© Illustration Liane Heinze
Ich habe Jolanda im Café Berger getroffen. Es war das erste Mal in diesem Jahr, das wir draußen auf den Gartenbänken sitzen konnten. Über den Armlehnen hingen noch die Wolldecken vom Winter, aber Jolandas Nase und ihre Wangen waren schon mit Sommersprossen übersäht. Das ist in jedem Jahr das Startsignal für den Frühling. Ihre Augen glühten wie sattes Moos im Sommer.
„Was meint Leon, wenn er sagt: Etwas zusammen aufbauen? Ist doch logisch, dass man als Paar etwas zusammen aufbaut, oder? Das geschieht doch von selbst“, fragte ich die zukünftige Kriminalistin.
Jolanda zündete sich eine Zigarette an. Sie stieß energisch den ersten Rauch aus. „Du wirkst immer etwas abwesend, Mama. Egal wo du bist, du bleibst am Rand. Wahrscheinlich fürchtet er, dass du dich eines Tages auflöst, dass er sich umschaut und du bist verschwunden.“
Sie musterte kritisch die Vorgänge hinter dem Tresen.
Ich bezog auf der Gartenbank meinen Verteidigungsposten. „Ich bin da. Er weiß es. Er hat vielleicht Angst, mich zu verlieren, aber ich bin da. Ich bin heftig da. Ich setze mich mit seiner Familie, mit seiner Arbeit auseinander, berate ihn…“
Jolandas schattige Moosaugen sprangen mich abwechselnd an und an mir vorbei. Ein Pingpong bis zu meiner nächsten Atempause, um mir ins Wort zu fallen. Ihre Lippen lagen bereits in Startposition. Dann wurde ihr Salat serviert. Sie drückte die Zigarette aus, kippte, ohne zu probieren, Salz und Balsamico über die Blätter und Körner und begann zu essen. Ich holte Luft und redete weiter. „Ich koche. Ich habe die Wohnung umgeräumt. Ich räume sein Leben um. Ich arbeite wie eine Trümmerfrau. Und er sagt: Mit dir kann man nichts aufbauen.“
Jolanda tauchte aus dem Salat auf. „Trümmerfrau. Ein Wesen ohne Namen. Verhärmt, grau, Asche.“
Ich flüchtete an meine Kaffeetasse. Der Kaffee war schnell kalt geworden, bot keinen Trost mehr. „Du meinst doch nicht, ich…“
“Du wärst eine strahlende Erscheinung, wenn du nicht mit dieser Tarnkappe unterwegs wärst“, sagte Jolanda. „Du trägst sie links herum, umgekehrt.
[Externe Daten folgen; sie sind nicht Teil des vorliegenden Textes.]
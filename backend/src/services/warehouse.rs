//! Warehouse zones and stock movements
//!
//! Stock movements are the only write path that changes item stock and zone
//! occupancy together; both sides update inside one transaction. Outbound
//! and transfer movements check available stock, inbound and transfer
//! movements check destination zone capacity.

use chrono::{DateTime, NaiveDate, Utc};
use rust_decimal::Decimal;
use serde::{Deserialize, Serialize};
use sqlx::{PgPool, Postgres, Transaction};
use uuid::Uuid;
use validator::Validate;

use crate::error::{AppError, AppResult};
use crate::models::{page_count, PageParams};
use crate::services::inventory::derive_status;

/// Warehouse service
#[derive(Clone)]
pub struct WarehouseService {
    db: PgPool,
}

#[derive(Debug, Serialize, sqlx::FromRow)]
#[serde(rename_all = "camelCase")]
pub struct WarehouseZone {
    pub id: Uuid,
    pub name: String,
    pub code: String,
    pub capacity: Decimal,
    pub used_capacity: Decimal,
    pub temperature: String,
    pub humidity: String,
    pub status: String,
    pub description: Option<String>,
    pub location: Option<String>,
    pub created_at: DateTime<Utc>,
    pub updated_at: DateTime<Utc>,
}

#[derive(Debug, Serialize, sqlx::FromRow)]
#[serde(rename_all = "camelCase")]
pub struct ZoneSummary {
    #[serde(flatten)]
    #[sqlx(flatten)]
    pub zone: WarehouseZone,
    pub item_count: i64,
    pub utilization: f64,
}

#[derive(Debug, Deserialize, Validate)]
#[serde(rename_all = "camelCase")]
pub struct CreateZoneInput {
    #[validate(length(min = 1, message = "Name is required"))]
    pub name: String,

    #[validate(length(min = 1, message = "Code is required"))]
    pub code: String,

    pub capacity: Decimal,

    #[serde(default = "default_temperature")]
    pub temperature: String,

    #[serde(default = "default_humidity")]
    pub humidity: String,

    pub description: Option<String>,
    pub location: Option<String>,
}

fn default_temperature() -> String {
    "Room Temperature".to_string()
}

fn default_humidity() -> String {
    "50%".to_string()
}

#[derive(Debug, Deserialize)]
#[serde(rename_all = "camelCase")]
pub struct UpdateZoneInput {
    pub name: Option<String>,
    pub capacity: Option<Decimal>,
    pub temperature: Option<String>,
    pub humidity: Option<String>,
    pub status: Option<String>,
    pub description: Option<String>,
    pub location: Option<String>,
}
Wenn jemand eine Tarnkappe richtig aufsetzt, ist er unsichtbar, aber man kann sich an ihm stoßen. Du bist sichtbar, gerade noch so, aber man kann sich an dir nicht stoßen. Du weichst aus. Du schaffst jedem Platz, lässt alle so sein, wie sie sind…“
„Das nennt man Toleranz!“
„…das versteht er doch nicht. Außerdem – warum solltest du tolerieren, was dir weh tut? Er provoziert dich, um dich zu spüren, deinen Widerstand. Du solltest dich öfter mal beschweren, mehr klagen, etwas fordern, eben seine Sprache sprechen.“
Ich war hingerissen von Jolanda, ich konnte nicht anders. Wie sie den Salat aß, wie sie sich alles nahm, was sie brauchte, sich einverleibte und dabei sprühte und dampfte, dass alle zu uns rüber schauten…Ich konnte ihr den Unsinn, den sie redete, gar nicht übel nehmen.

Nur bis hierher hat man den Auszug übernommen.